Citons rapidement d’autres exemples des relations fécondes entre syndicalisme et économie sociale au Portugal. Le Syndicat des agents de la fonction publique (Sintap) propose à ses adhérents un ensemble de services : assurance, vacances, carte d’achat… La Fédération des enseignants (Fenprof) a également développé une importante activité de services aux adhérents, leur proposant notamment un complément retraite. Par ailleurs, la Fédération nationale des syndicats de l’éducation diffuse auprès de ses adhérents une carte de crédit couplée avec un fonds de pension. Depuis 1996, les organisations sectorielles concernées (banque, assurance) de l’UGT-P sont parties prenantes d’une société d’assurance dommages créée en partenariat avec Euresa Holding, les sociétés d’assurances mutualistes P & V (Belgique), Macif (France), Unipol (Italie)… et plusieurs organisations portugaises de l’économie sociale. Dénommée à l’origine Euresa-P, cette société a ensuite pris le nom de Sagres. Depuis 2009, Macif-Portugal a pris le relais en position majoritaire et a récemment accueilli la CGT-P parmi ses actionnaires.
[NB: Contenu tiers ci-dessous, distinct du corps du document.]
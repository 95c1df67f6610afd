//! Small helper APIs for working with `Token` / `TokenKind`.
//!
//! These helpers exist to reduce repetitive `matches!(...)` at call sites and to make it easy to work with
//! ID-based operator tokens.

use crate::lexer::{BlockGroup, ParensGroup, Token, TokenKind};
use pvc_core::lang::operators::OperatorId;

impl TokenKind {
    /// Return the operator id, if this is an operator token.
    pub fn operator_id(&self) -> Option<OperatorId> {
        match self {
            TokenKind::Operator(id) => Some(*id),
            _ => None,
        }
    }

    /// Return `true` if this is the given operator.
    pub fn is_operator(&self, id: OperatorId) -> bool {
        matches!(self, TokenKind::Operator(o) if *o == id)
    }

    /// Return the name spelling, if this is a name token.
    pub fn as_name(&self) -> Option<&str> {
        match self {
            TokenKind::Name(name) => Some(name),
            _ => None,
        }
    }

    /// Return the parens group, if this is a `(...)` token.
    pub fn as_parens(&self) -> Option<&ParensGroup> {
        match self {
            TokenKind::Parens(group) => Some(group),
            _ => None,
        }
    }

    /// Return the block group, if this is a `{...}` token.
    pub fn as_block(&self) -> Option<&BlockGroup> {
        match self {
            TokenKind::Block(group) => Some(group),
            _ => None,
        }
    }
}

impl Token {
    /// Convenience wrapper for `self.kind.operator_id()`.
    pub fn operator_id(&self) -> Option<OperatorId> {
        self.kind.operator_id()
    }

    /// Convenience wrapper for `self.kind.as_parens()`.
    pub fn as_parens(&self) -> Option<&ParensGroup> {
        self.kind.as_parens()
    }
}
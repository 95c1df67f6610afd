//! Parser for the `pv` language
//!
//! Converts a tokenized [`TokenSequence`] into an [`Expr`] by *lowest-precedence splitting*: the leftmost operator
//! with the lowest precedence becomes the root, and both sides are parsed recursively. Sequences without an operator
//! must be a leaf, a call, or a block.
//!
//! ## Examples
//!
//! ```rust
//! use pvc_syntax::ast::Expr;
//! use pvc_syntax::parser;
//!
//! let expr = parser::parse_source("(x: i32) => x + 1").unwrap();
//! assert!(matches!(expr, Expr::Func { .. }));
//! ```

use crate::ast::*;
use crate::diagnostics::{ParamsProblem, ParseError};
use crate::lexer::{self, BlockGroup, ParensGroup, Token, TokenKind, TokenSequence};
use pvc_core::lang::operators::{self, OperatorId};

// NOTE: This module is split across multiple files using `include!` to keep all parser
// functions in the same Rust module (preserving privacy + call patterns) while keeping
// each grammar concern in its own file.

include!("parser/core.rs");
include!("parser/operators.rs");
include!("parser/functions.rs");
include!("parser/forms.rs");
include!("parser/api.rs");
include!("parser/tests.rs");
A l’instar de la Macif, plusieurs entreprises françaises de l’économie sociale, qui ambitionnent de s’implanter au Portugal, s’efforcent d’obtenir la coopération des syndicats portugais. C’est le cas aujourd’hui, par exemple, du Groupe Chèque Déjeuner, dont la récente création de la filiale portugaise s’est réalisée en concertation avec les syndicats et la plupart des organisations portugaises de l’économie sociale.
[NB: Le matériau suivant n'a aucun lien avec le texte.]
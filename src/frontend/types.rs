//! Best-effort type resolution.
//!
//! Types are inferred bottom-up from the syntactic shape of an expression, without caching and without ever
//! rejecting input: whenever a type cannot be determined the answer is [`Type::Null`].
//!
//! ## Notes
//! - An operation takes the type of its **left** operand; the right operand is never consulted.
//! - A call only resolves when the callee is written inline as a function literal.
//! - Names resolve through a flat, caller-supplied [`Scope`].

use std::fmt;

use crate::frontend::ast::{Expr, Ident, Param};
use pvc_core::lang::types::{self as type_names, TypeNameId, VOID_IR_KEYWORD};

/// A resolved (or unresolved) value type.
#[derive(Debug, Clone, PartialEq, Eq, Default)]
pub enum Type {
    /// Unknown, or no value.
    #[default]
    Null,
    I32,
    F32,
    /// Type of a function literal. The return type is never resolved and stays `Null`.
    Func {
        return_type: Box<Type>,
        arg_types: Vec<Type>,
    },
}

impl Type {
    /// Keyword for this type in IR text.
    ///
    /// Function types have no IR rendering and return `None`.
    pub fn ir_keyword(&self) -> Option<&'static str> {
        match self {
            Type::Null => Some(VOID_IR_KEYWORD),
            Type::I32 => Some(type_names::info_for(TypeNameId::I32).ir_keyword),
            Type::F32 => Some(type_names::info_for(TypeNameId::F32).ir_keyword),
            Type::Func { .. } => None,
        }
    }

    pub fn is_null(&self) -> bool {
        matches!(self, Type::Null)
    }
}

impl fmt::Display for Type {
    fn fmt(&self, f: &mut fmt::Formatter<'_>) -> fmt::Result {
        match self {
            Type::Null => write!(f, "null"),
            Type::I32 => write!(f, "{}", type_names::info_for(TypeNameId::I32).spelling),
            Type::F32 => write!(f, "{}", type_names::info_for(TypeNameId::F32).spelling),
            Type::Func {
                return_type,
                arg_types,
            } => {
                write!(f, "(")?;
                for (i, arg) in arg_types.iter().enumerate() {
                    if i > 0 {
                        write!(f, ", ")?;
                    }
                    write!(f, "{arg}")?;
                }
                write!(f, ") => {return_type}")
            }
        }
    }
}

/// Flat, ordered list of name/type bindings.
///
/// Lookup returns the first binding with a matching name.
#[derive(Debug, Clone, Default, PartialEq, Eq)]
pub struct Scope {
    bindings: Vec<(Ident, Type)>,
}

impl Scope {
    pub fn new() -> Self {
        Self::default()
    }

    /// Build a scope from function parameters, typing each through its annotation.
    pub fn from_params(params: &[Param]) -> Self {
        params
            .iter()
            .fold(Scope::new(), |scope, param| scope.with_binding(param.name.clone(), param_type(param)))
    }

    /// Add a binding (builder style).
    pub fn with_binding(mut self, name: impl Into<Ident>, ty: Type) -> Self {
        self.bind(name, ty);
        self
    }

    pub fn bind(&mut self, name: impl Into<Ident>, ty: Type) {
        self.bindings.push((name.into(), ty));
    }

    pub fn lookup(&self, name: &str) -> Option<&Type> {
        self.bindings.iter().find(|(bound, _)| bound == name).map(|(_, ty)| ty)
    }

    pub fn len(&self) -> usize {
        self.bindings.len()
    }

    pub fn is_empty(&self) -> bool {
        self.bindings.is_empty()
    }
}

/// Map a type-annotation name to a type. Unknown names map to `Null`.
pub fn parse_type(name: &str) -> Type {
    match type_names::from_str(name) {
        Some(TypeNameId::I32) => Type::I32,
        Some(TypeNameId::F32) => Type::F32,
        None => Type::Null,
    }
}

/// Type of a parameter from its annotation; untyped parameters are `Null`.
pub fn param_type(param: &Param) -> Type {
    param.ty.as_deref().map(parse_type).unwrap_or_default()
}

/// Infer the type of `expr` under `scope`.
pub fn infer_type(expr: &Expr, scope: &Scope) -> Type {
    match expr {
        Expr::Int(_) => Type::I32,
        Expr::Float(_) => Type::F32,
        Expr::Operation { left, .. } => infer_type(left, scope),
        Expr::Call { func, .. } => match func.as_ref() {
            Expr::Func { body, .. } => infer_type(body, scope),
            _ => Type::Null,
        },
        Expr::Func { args, .. } => Type::Func {
            return_type: Box::new(Type::Null),
            arg_types: args.iter().map(param_type).collect(),
        },
        Expr::Name(name) => scope.lookup(name).cloned().unwrap_or_default(),
        Expr::Block { stmts, returns } => match stmts.last() {
            Some(last) if *returns => infer_type(last, scope),
            _ => Type::Null,
        },
    }
}

#[cfg(test)]
mod tests {
    use super::*;
    use crate::frontend::parser;

    fn infer_src(source: &str) -> Type {
        let expr = parser::parse_source(source).unwrap();
        infer_type(&expr, &Scope::new())
    }

    #[test]
    fn test_parse_type_known_names() {
        assert_eq!(parse_type("i32"), Type::I32);
        assert_eq!(parse_type("f32"), Type::F32);
        assert_eq!(parse_type("string"), Type::Null);
        assert_eq!(parse_type(""), Type::Null);
    }

    #[test]
    fn test_literals() {
        assert_eq!(infer_src("1"), Type::I32);
        assert_eq!(infer_src("1.5"), Type::F32);
    }

    #[test]
    fn test_operation_uses_left_operand_only() {
        assert_eq!(infer_src("1 + 2.0"), Type::I32);
        assert_eq!(infer_src("2.0 * 1"), Type::F32);
        assert_eq!(infer_src("x + 1"), Type::Null);
    }

    #[test]
    fn test_names_resolve_through_scope() {
        let scope = Scope::new().with_binding("x", Type::F32).with_binding("x", Type::I32);
        let expr = parser::parse_source("x").unwrap();
        assert_eq!(infer_type(&expr, &scope), Type::F32);

        let expr = parser::parse_source("y").unwrap();
        assert_eq!(infer_type(&expr, &scope), Type::Null);
    }

    #[test]
    fn test_block_value() {
        assert_eq!(infer_src("{ 1.0; 2 }"), Type::I32);
        assert_eq!(infer_src("{ 1; 2; }"), Type::Null);
        assert_eq!(infer_src("{}"), Type::Null);
    }

    #[test]
    fn test_function_literal_type() {
        let ty = infer_src("(a: i32, b: f32, c) => a");
        assert_eq!(
            ty,
            Type::Func {
                return_type: Box::new(Type::Null),
                arg_types: vec![Type::I32, Type::F32, Type::Null],
            }
        );
        assert_eq!(ty.to_string(), "(i32, f32, null) => null");
    }

    #[test]
    fn test_call_resolves_only_inline_functions() {
        assert_eq!(infer_src("((x) => 2.5)(1)"), Type::F32);
        assert_eq!(infer_src("f(1)"), Type::Null);
    }

    #[test]
    fn test_scope_from_params() {
        let scope = Scope::from_params(&[Param::typed("a", "i32"), Param::untyped("b")]);
        assert_eq!(scope.len(), 2);
        assert_eq!(scope.lookup("a"), Some(&Type::I32));
        assert_eq!(scope.lookup("b"), Some(&Type::Null));
        assert_eq!(scope.lookup("c"), None);
    }

    #[test]
    fn test_ir_keywords() {
        assert_eq!(Type::I32.ir_keyword(), Some("i32"));
        assert_eq!(Type::F32.ir_keyword(), Some("float"));
        assert_eq!(Type::Null.ir_keyword(), Some("void"));
        assert_eq!(infer_src("() => 1").ir_keyword(), None);
    }
}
Syndicat et économie sociale : un terrain d’étude à réinvestir

Au Portugal comme ailleurs, la liste des expériences syndicales pourrait être longue, mais cette énumération gagnerait en intérêt si une recherche était conduite, permettant un compte rendu exhaustif et évaluatif des raisons des succès et des échecs. On verrait sans doute que, partout, ces expériences se heurtent aux mêmes difficultés que les autres formes d’économie au service de l’intérêt général ou de l’intérêt collectif, au fur et à mesure que l’économie mondialement financiarisée tend à s’imposer comme seul modèle possible.

Cette constatation devrait conduire à une double démarche : d’une part, mieux connaître, pour en tirer parti, les autres expériences syndicales ; d’autre part, créer des synergies avec toutes les formes d’économie sociale, en considérant que les coopératives, les mutuelles et les associations sont « plus qu’un chemin économique », comme l’écrivait René Valladon à propos de l’idée coopérative (FO et l’ économie sociale, octobre 2007).

Marcel Caballero, vice-président du Ciriec France

(1) Version résumée de deux textes parus dans les Brèves du Ciriec à la
fin de l’année 2008 et en mars 2010.